In addition, as a representative of insurance provider Kita points out, political risk insurance covers regulatory change, government interference, and policy shifts in project jurisdictions. For anyone working in emerging markets, this one matters more than it is usually acknowledged. A contested or unstable regulatory framework can raise premiums significantly or make a project uninsurable. This is not a theoretical risk.

A real market signal that there is increasing uptake for carbon and nature markets insurance is that Kita - one of the pioneers in this space and a Lloyd’s coverholder - expanded its underwriting capacity by 40% to £22.5m in 2025. DUAL UK launched a biodiversity net gain insurance product in November 2025, extending the logic beyond carbon. Broker Gaia Sicura focuses specifically on natural capital risk transfer. These are early movers in a space that is still forming. I have linked sources at the end.

What makes a project insurable, and what does not

Underwriters need something to underwrite against. In practical terms that means a validated project, a clear legal framework for the units being generated, an experienced developer with a credible track record, an offtake agreement, and overall solid data. Insurance works best as a wrapper for existing contracts.

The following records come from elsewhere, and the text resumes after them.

//! Shape constructors: primitives and the combinators built over them.

pub mod logical;
pub mod primitives;
pub mod recursive;
pub mod structural;
pub mod tagged;
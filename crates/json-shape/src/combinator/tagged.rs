//! Tagged union: discriminant-indexed fast dispatch over a union whose
//! members all carry one constant field.

use std::collections::HashMap;

use serde_json::Value;

use crate::combinator::logical::union;
use crate::descriptor::{tag_key, Kind, Shape, ShapeRef};

/// Builds a union dispatched in O(1) on the `tag` field.
///
/// Each member is inspected structurally (through interface/strict props,
/// intersections, refinements, readonly wrappers, and nested unions) for a
/// constant literal — or closed key set — at `tag`. When every member yields
/// a distinct set of literals, validation checks the discriminant once and
/// dispatches to exactly one member; the failure tree has depth one instead
/// of the generic union's N-branch aggregate. When no consistent mapping
/// exists, this degrades to the generic ordered `union`.
pub fn tagged_union(tag: &str, members: Vec<ShapeRef>) -> ShapeRef {
    match build_index(tag, &members) {
        Some((index, literals)) => {
            let name = format!(
                "({})",
                members
                    .iter()
                    .map(|s| s.name().to_string())
                    .collect::<Vec<_>>()
                    .join(" | ")
            );
            let tag_name = literals
                .iter()
                .map(|v| v.to_string())
                .collect::<Vec<_>>()
                .join(" | ");
            Shape::with_kind(
                name,
                Kind::Tagged {
                    tag: tag.to_string(),
                    members,
                    index,
                    tag_name,
                },
            )
        }
        None => union(members),
    }
}

/// Maps each member's discriminant literals to its index. `None` when a
/// member exposes no usable literal at the tag, or two members claim the
/// same literal.
fn build_index(tag: &str, members: &[ShapeRef]) -> Option<(HashMap<String, usize>, Vec<Value>)> {
    let mut index = HashMap::new();
    let mut literals = Vec::new();
    for (i, member) in members.iter().enumerate() {
        let tags = tag_literals(member, tag)?;
        if tags.is_empty() {
            return None;
        }
        for lit in tags {
            if index.insert(tag_key(&lit), i).is_some() {
                return None;
            }
            literals.push(lit);
        }
    }
    Some((index, literals))
}

fn tag_literals(shape: &Shape, tag: &str) -> Option<Vec<Value>> {
    match shape.kind() {
        Kind::Interface(props) | Kind::Strict(props) => {
            let prop = props.iter().find(|p| p.key == tag)?;
            match prop.shape.kind() {
                Kind::Literal(v) => Some(vec![v.clone()]),
                Kind::Keyof(keys) => Some(keys.iter().map(|k| Value::String(k.clone())).collect()),
                _ => None,
            }
        }
        Kind::Intersection(members) => members.iter().find_map(|m| tag_literals(m, tag)),
        Kind::Refinement { base, .. } => tag_literals(base, tag),
        Kind::Readonly(inner) => tag_literals(inner, tag),
        Kind::Union(members) => {
            let mut out = Vec::new();
            for member in members {
                out.extend(tag_literals(member, tag)?);
            }
            Some(out)
        }
        _ => None,
    }
}
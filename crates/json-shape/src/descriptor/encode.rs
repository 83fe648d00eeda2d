//! Encoding: the structural dual of validation, applied only to values the
//! shape already accepts.
//!
//! `encode_opt` returns `None` when the encoder is the identity transform,
//! so identity compositions (and all-identity containers) allocate nothing.

use serde_json::{Map, Value};

use super::validate::render_key;
use super::{tag_key, Kind, Prop, Shape};

pub(crate) fn encode_opt(shape: &Shape, value: &Value) -> Option<Value> {
    match shape.kind() {
        Kind::Null
        | Kind::Undefined
        | Kind::Any
        | Kind::String
        | Kind::Number
        | Kind::Boolean
        | Kind::UnknownArray
        | Kind::UnknownRecord
        | Kind::Literal(_)
        | Kind::Keyof(_) => None,
        Kind::Never => panic!("cannot encode a value of the `never` shape"),
        Kind::Interface(props) | Kind::Strict(props) => encode_props(props, value, false),
        Kind::Partial(props) => encode_props(props, value, true),
        Kind::Array(elem) | Kind::ReadonlyArray(elem) => {
            let arr = value.as_array()?;
            let mut out: Option<Vec<Value>> = None;
            for (i, item) in arr.iter().enumerate() {
                if let Some(encoded) = encode_opt(elem, item) {
                    out.get_or_insert_with(|| arr.clone())[i] = encoded;
                }
            }
            out.map(Value::Array)
        }
        Kind::Dictionary { domain, codomain } => {
            let obj = value.as_object()?;
            let mut entries: Vec<(Option<String>, Option<Value>)> = Vec::with_capacity(obj.len());
            let mut touched = false;
            for (k, v) in obj {
                let new_key = encode_opt(domain, &Value::String(k.clone())).map(|e| render_key(&e));
                let new_val = encode_opt(codomain, v);
                touched |= new_key.is_some() || new_val.is_some();
                entries.push((new_key, new_val));
            }
            if !touched {
                return None;
            }
            let mut rebuilt = Map::new();
            for ((k, v), (new_key, new_val)) in obj.iter().zip(entries) {
                rebuilt.insert(
                    new_key.unwrap_or_else(|| k.clone()),
                    new_val.unwrap_or_else(|| v.clone()),
                );
            }
            Some(Value::Object(rebuilt))
        }
        Kind::Tuple(items) => {
            let arr = value.as_array()?;
            let mut out: Option<Vec<Value>> = None;
            for (i, item_shape) in items.iter().enumerate() {
                let Some(item) = arr.get(i) else { break };
                if let Some(encoded) = encode_opt(item_shape, item) {
                    out.get_or_insert_with(|| arr.clone())[i] = encoded;
                }
            }
            out.map(Value::Array)
        }
        // In declaration order, the first member whose guard accepts the
        // decoded value encodes it; the last member is the fallback so the
        // encoder always produces output.
        Kind::Union(members) => {
            let member = members.iter().find(|m| m.is(value)).or(members.last())?;
            encode_opt(member, value)
        }
        Kind::Intersection(members) => {
            let mut current: Option<Value> = None;
            for member in members {
                let input = current.as_ref().unwrap_or(value);
                if let Some(encoded) = encode_opt(member, input) {
                    current = Some(encoded);
                }
            }
            current
        }
        Kind::Refinement { base, .. } => encode_opt(base, value),
        Kind::Readonly(inner) => encode_opt(inner, value),
        Kind::Recursive(cell) => encode_opt(cell.resolve(), value),
        Kind::Tagged {
            tag,
            members,
            index,
            ..
        } => {
            let dispatched = value
                .as_object()
                .and_then(|obj| obj.get(tag))
                .and_then(|t| index.get(&tag_key(t)))
                .map(|&i| &members[i]);
            let member = match dispatched {
                Some(member) => member,
                None => members.iter().find(|m| m.is(value)).or(members.last())?,
            };
            encode_opt(member, value)
        }
        // Right-to-left: undo the second stage, then the first.
        Kind::Pipe { from, to } => match encode_opt(to, value) {
            Some(mid) => Some(encode_opt(from, &mid).unwrap_or(mid)),
            None => encode_opt(from, value),
        },
        Kind::Codec { serialize, .. } => serialize.as_ref().map(|f| f(value)),
    }
}

/// Encodes declared fields in place; undeclared fields pass through. With
/// `drop_absent` (partial), a declared field holding the absent marker is
/// omitted from the output instead of being written as null.
fn encode_props(props: &[Prop], value: &Value, drop_absent: bool) -> Option<Value> {
    let obj = value.as_object()?;
    let mut out: Option<Map<String, Value>> = None;
    for prop in props {
        let Some(field) = obj.get(&prop.key) else {
            continue;
        };
        if drop_absent && field.is_null() {
            out.get_or_insert_with(|| obj.clone()).shift_remove(&prop.key);
            continue;
        }
        if let Some(encoded) = encode_opt(&prop.shape, field) {
            out.get_or_insert_with(|| obj.clone())
                .insert(prop.key.clone(), encoded);
        }
    }
    out.map(Value::Object)
}
//! Reporters: presentation-only views over a decode result. They never
//! mutate or reinterpret the decoded or failed value.

pub mod fatal;
pub mod path;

When those elements are in place, the question of whether to insure becomes a commercial one rather than a practical barrier.

What makes a project hard to insure falls into two broad categories.

  • First, the absence of a contractual anchor: projects at the pre-issuance stage, or without an offtake agreement or sold credits, are difficult because there is no established value to work against. There is nothing to insure, in the same way you cannot insure a house that has not yet been built or valued. An asset doesn’t really have a clear value unless someone is willing to pay a certain amount for it.

  • Second, likely but hard-to-model future risks: regulatory instability, methodology changes, and limited developer track record all raise the question of what underwriters can reliably model. If the policy environment around carbon credits is contested or unclear, underwriters cannot price the risk. If a standards body updates its methodology and a project delivers fewer credits than projected, that is a loss even if the developer did everything right. These risks need to be addressed in project structure from the start, not retrofitted later. Remember, insurers don’t have to insure a project, it has to be feasible for them.

The people risk

Insurers, like certification bodies and ratings agencies before them, will need to assess risk across the standard categories used in nature project due diligence: ecological risks, financial risks, regulatory risks, governance risks. What I have picked up at a number of investor pitching events and forums is that governance and people elements kept coming up as the most uncertain and hardest to assess. Investors in NbS projects increasingly focus on the relationships between developers and implementors and the robustness of their processes. Management capacity and governance is a key pillar of any due diligence, but in particular within newer configurations of investor, project developer and implementor - especially with geographically dispersed teams - the enquiries need to go deeper, touching on the actual quality of internal communication flow and alignment. Key players in nature finance consistently raise the lack of a common language and information asymmetry as a significant issue, and it plays out between stakeholders at project level too. That caught my attention, because it is where most of my work sits.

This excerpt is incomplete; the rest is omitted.